THE TASK
Would you repeat each line below precisely as it stands?

STUDY MATERIAL
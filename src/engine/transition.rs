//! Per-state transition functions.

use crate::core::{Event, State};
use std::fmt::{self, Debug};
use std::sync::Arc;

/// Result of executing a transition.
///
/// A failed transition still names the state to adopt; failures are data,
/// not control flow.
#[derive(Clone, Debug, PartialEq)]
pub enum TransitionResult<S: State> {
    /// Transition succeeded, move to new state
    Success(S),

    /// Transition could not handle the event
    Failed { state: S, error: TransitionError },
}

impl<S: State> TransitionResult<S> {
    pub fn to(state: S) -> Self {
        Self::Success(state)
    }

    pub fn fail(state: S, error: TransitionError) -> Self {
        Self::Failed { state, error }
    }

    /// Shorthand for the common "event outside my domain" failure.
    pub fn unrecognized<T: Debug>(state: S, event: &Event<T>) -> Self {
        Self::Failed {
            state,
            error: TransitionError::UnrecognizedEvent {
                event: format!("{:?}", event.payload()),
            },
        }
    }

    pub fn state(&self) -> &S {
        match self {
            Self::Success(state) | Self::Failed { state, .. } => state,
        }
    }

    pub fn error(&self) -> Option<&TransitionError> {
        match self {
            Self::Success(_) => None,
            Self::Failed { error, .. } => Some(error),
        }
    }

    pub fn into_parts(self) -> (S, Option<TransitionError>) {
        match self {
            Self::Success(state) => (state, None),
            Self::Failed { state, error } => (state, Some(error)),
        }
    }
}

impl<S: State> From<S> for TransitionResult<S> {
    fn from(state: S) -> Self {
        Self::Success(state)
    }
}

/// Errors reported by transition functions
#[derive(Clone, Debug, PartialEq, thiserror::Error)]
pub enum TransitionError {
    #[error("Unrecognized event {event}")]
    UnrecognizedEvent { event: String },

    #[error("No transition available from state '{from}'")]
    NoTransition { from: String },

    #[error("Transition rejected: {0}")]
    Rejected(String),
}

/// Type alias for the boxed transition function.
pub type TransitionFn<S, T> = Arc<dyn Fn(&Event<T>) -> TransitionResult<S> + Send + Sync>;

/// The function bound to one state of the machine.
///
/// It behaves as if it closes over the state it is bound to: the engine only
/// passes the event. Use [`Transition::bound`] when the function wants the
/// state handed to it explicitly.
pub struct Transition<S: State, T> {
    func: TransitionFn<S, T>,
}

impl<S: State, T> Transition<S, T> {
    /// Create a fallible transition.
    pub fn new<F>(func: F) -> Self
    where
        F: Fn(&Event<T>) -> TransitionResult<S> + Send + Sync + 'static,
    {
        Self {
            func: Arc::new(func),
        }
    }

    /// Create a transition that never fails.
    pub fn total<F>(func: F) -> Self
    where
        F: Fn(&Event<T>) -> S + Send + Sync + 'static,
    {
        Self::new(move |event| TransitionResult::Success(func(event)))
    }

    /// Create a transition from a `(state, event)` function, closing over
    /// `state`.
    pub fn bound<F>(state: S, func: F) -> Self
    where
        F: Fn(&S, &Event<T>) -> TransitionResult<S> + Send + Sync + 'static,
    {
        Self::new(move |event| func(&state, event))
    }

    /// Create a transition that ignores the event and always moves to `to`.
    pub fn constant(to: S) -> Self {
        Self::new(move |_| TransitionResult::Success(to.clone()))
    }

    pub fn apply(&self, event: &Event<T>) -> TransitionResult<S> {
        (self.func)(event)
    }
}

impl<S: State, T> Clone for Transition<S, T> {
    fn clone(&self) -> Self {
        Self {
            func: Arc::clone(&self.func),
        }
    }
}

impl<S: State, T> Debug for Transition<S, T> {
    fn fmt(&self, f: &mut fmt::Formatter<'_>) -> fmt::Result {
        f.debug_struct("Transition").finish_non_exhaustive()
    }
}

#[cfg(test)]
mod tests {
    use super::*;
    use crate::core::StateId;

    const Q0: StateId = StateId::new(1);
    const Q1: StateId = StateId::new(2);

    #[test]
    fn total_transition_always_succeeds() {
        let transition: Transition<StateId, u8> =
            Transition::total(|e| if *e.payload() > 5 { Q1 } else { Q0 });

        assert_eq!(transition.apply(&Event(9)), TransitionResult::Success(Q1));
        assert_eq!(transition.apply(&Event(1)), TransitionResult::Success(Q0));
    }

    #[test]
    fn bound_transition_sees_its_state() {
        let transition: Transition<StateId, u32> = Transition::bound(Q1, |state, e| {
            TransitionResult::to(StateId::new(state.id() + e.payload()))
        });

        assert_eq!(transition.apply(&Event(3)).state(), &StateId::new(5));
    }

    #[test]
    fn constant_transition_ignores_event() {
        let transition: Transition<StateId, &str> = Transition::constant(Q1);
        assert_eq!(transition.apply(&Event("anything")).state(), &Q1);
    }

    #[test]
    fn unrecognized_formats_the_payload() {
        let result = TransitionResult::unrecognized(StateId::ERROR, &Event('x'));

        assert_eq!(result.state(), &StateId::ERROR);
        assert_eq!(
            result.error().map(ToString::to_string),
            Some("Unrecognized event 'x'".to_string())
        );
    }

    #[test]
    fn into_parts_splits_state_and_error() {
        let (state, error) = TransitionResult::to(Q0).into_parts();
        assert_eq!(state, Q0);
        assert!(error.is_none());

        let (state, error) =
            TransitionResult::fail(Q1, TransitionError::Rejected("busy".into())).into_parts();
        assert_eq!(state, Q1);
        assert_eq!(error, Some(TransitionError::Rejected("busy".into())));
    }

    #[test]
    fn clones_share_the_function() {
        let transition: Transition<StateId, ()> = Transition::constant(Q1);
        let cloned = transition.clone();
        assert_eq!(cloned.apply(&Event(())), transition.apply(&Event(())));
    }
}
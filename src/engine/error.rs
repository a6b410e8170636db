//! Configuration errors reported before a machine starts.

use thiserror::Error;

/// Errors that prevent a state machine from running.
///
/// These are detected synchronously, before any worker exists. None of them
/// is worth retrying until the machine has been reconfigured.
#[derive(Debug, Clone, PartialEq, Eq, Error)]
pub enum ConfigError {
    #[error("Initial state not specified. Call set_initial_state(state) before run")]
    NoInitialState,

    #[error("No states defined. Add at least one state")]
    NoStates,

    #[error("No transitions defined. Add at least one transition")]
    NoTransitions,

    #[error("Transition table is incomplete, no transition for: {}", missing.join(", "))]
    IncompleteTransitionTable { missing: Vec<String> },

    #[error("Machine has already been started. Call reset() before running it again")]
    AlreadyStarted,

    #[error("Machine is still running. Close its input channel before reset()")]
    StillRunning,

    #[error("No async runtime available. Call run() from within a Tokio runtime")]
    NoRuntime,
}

WRITTEN ANSWER
filename src/engine/transition.rs
//! Per-state transition functions.

use crate::core::{Event, State};
use std::fmt::{self, Debug};
use std::sync::Arc;

/// Result of executing a transition.
///
/// A failed transition still names the state to adopt; failures are data,
/// not control flow.
#[derive(Clone, Debug, PartialEq)]
pub enum TransitionResult<S: State> {
    /// Transition succeeded, move to new state
    Success(S),

    /// Transition could not handle the event
    Failed { state: S, error: TransitionError },
}

impl<S: State> TransitionResult<S> {
    pub fn to(state: S) -> Self {
        Self::Success(state)
    }

    pub fn fail(state: S, error: TransitionError) -> Self {
        Self::Failed { state, error }
    }

    /// Shorthand for the common "event outside my domain" failure.
    pub fn unrecognized<T: Debug>(state: S, event: &Event<T>) -> Self {
        Self::Failed {
            state,
            error: TransitionError::UnrecognizedEvent {
                event: format!("{:?}", event.payload()),
            },
        }
    }

    pub fn state(&self) -> &S {
        match self {
            Self::Success(state) | Self::Failed { state, .. } => state,
        }
    }

    pub fn error(&self) -> Option<&TransitionError> {
        match self {
            Self::Success(_) => None,
            Self::Failed { error, .. } => Some(error),
        }
    }

    pub fn into_parts(self) -> (S, Option<TransitionError>) {
        match self {
            Self::Success(state) => (state, None),
            Self::Failed { state, error } => (state, Some(error)),
        }
    }
}

impl<S: State> From<S> for TransitionResult<S> {
    fn from(state: S) -> Self {
        Self::Success(state)
    }
}

/// Errors reported by transition functions
#[derive(Clone, Debug, PartialEq, thiserror::Error)]
pub enum TransitionError {
    #[error("Unrecognized event {event}")]
    UnrecognizedEvent { event: String },

    #[error("No transition available from state '{from}'")]
    NoTransition { from: String },

    #[error("Transition rejected: {0}")]
    Rejected(String),
}

/// Type alias for the boxed transition function.
pub type TransitionFn<S, T> = Arc<dyn Fn(&Event<T>) -> TransitionResult<S> + Send + Sync>;

/// The function bound to one state of the machine.
///
/// It behaves as if it closes over the state it is bound to: the engine only
/// passes the event. Use [`Transition::bound`] when the function wants the
/// state handed to it explicitly.
pub struct Transition<S: State, T> {
    func: TransitionFn<S, T>,
}

impl<S: State, T> Transition<S, T> {
    /// Create a fallible transition.
    pub fn new<F>(func: F) -> Self
    where
        F: Fn(&Event<T>) -> TransitionResult<S> + Send + Sync + 'static,
    {
        Self {
            func: Arc::new(func),
        }
    }

    /// Create a transition that never fails.
    pub fn total<F>(func: F) -> Self
    where
        F: Fn(&Event<T>) -> S + Send + Sync + 'static,
    {
        Self::new(move |event| TransitionResult::Success(func(event)))
    }

    /// Create a transition from a `(state, event)` function, closing over
    /// `state`.
    pub fn bound<F>(state: S, func: F) -> Self
    where
        F: Fn(&S, &Event<T>) -> TransitionResult<S> + Send + Sync + 'static,
    {
        Self::new(move |event| func(&state, event))
    }

    /// Create a transition that ignores the event and always moves to `to`.
    pub fn constant(to: S) -> Self {
        Self::new(move |_| TransitionResult::Success(to.clone()))
    }

    pub fn apply(&self, event: &Event<T>) -> TransitionResult<S> {
        (self.func)(event)
    }
}

impl<S: State, T> Clone for Transition<S, T> {
    fn clone(&self) -> Self {
        Self {
            func: Arc::clone(&self.func),
        }
    }
}

impl<S: State, T> Debug for Transition<S, T> {
    fn fmt(&self, f: &mut fmt::Formatter<'_>) -> fmt::Result {
        f.debug_struct("Transition").finish_non_exhaustive()
    }
}

#[cfg(test)]
mod tests {
    use super::*;
    use crate::core::StateId;

    const Q0: StateId = StateId::new(1);
    const Q1: StateId = StateId::new(2);

    #[test]
    fn total_transition_always_succeeds() {
        let transition: Transition<StateId, u8> =
            Transition::total(|e| if *e.payload() > 5 { Q1 } else { Q0 });

        assert_eq!(transition.apply(&Event(9)), TransitionResult::Success(Q1));
        assert_eq!(transition.apply(&Event(1)), TransitionResult::Success(Q0));
    }

    #[test]
    fn bound_transition_sees_its_state() {
        let transition: Transition<StateId, u32> = Transition::bound(Q1, |state, e| {
            TransitionResult::to(StateId::new(state.id() + e.payload()))
        });

        assert_eq!(transition.apply(&Event(3)).state(), &StateId::new(5));
    }

    #[test]
    fn constant_transition_ignores_event() {
        let transition: Transition<StateId, &str> = Transition::constant(Q1);
        assert_eq!(transition.apply(&Event("anything")).state(), &Q1);
    }

    #[test]
    fn unrecognized_formats_the_payload() {
        let result = TransitionResult::unrecognized(StateId::ERROR, &Event('x'));

        assert_eq!(result.state(), &StateId::ERROR);
        assert_eq!(
            result.error().map(ToString::to_string),
            Some("Unrecognized event 'x'".to_string())
        );
    }

    #[test]
    fn into_parts_splits_state_and_error() {
        let (state, error) = TransitionResult::to(Q0).into_parts();
        assert_eq!(state, Q0);
        assert!(error.is_none());

        let (state, error) =
            TransitionResult::fail(Q1, TransitionError::Rejected("busy".into())).into_parts();
        assert_eq!(state, Q1);
        assert_eq!(error, Some(TransitionError::Rejected("busy".into())));
    }

    #[test]
    fn clones_share_the_function() {
        let transition: Transition<StateId, ()> = Transition::constant(Q1);
        let cloned = transition.clone();
        assert_eq!(cloned.apply(&Event(())), transition.apply(&Event(())));
    }
}
filename src/engine/error.rs
repository a6b410e8170636db
//! Configuration errors reported before a machine starts.

use thiserror::Error;

/// Errors that prevent a state machine from running.
///
/// These are detected synchronously, before any worker exists. None of them
/// is worth retrying until the machine has been reconfigured.
#[derive(Debug, Clone, PartialEq, Eq, Error)]
pub enum ConfigError {
    #[error("Initial state not specified. Call set_initial_state(state) before run")]
    NoInitialState,

    #[error("No states defined. Add at least one state")]
    NoStates,

    #[error("No transitions defined. Add at least one transition")]
    NoTransitions,

    #[error("Transition table is incomplete, no transition for: {}", missing.join(", "))]
    IncompleteTransitionTable { missing: Vec<String> },

    #[error("Machine has already been started. Call reset() before running it again")]
    AlreadyStarted,

    #[error("Machine is still running. Close its input channel before reset()")]
    StillRunning,

    #[error("No async runtime available. Call run() from within a Tokio runtime")]
    NoRuntime,
}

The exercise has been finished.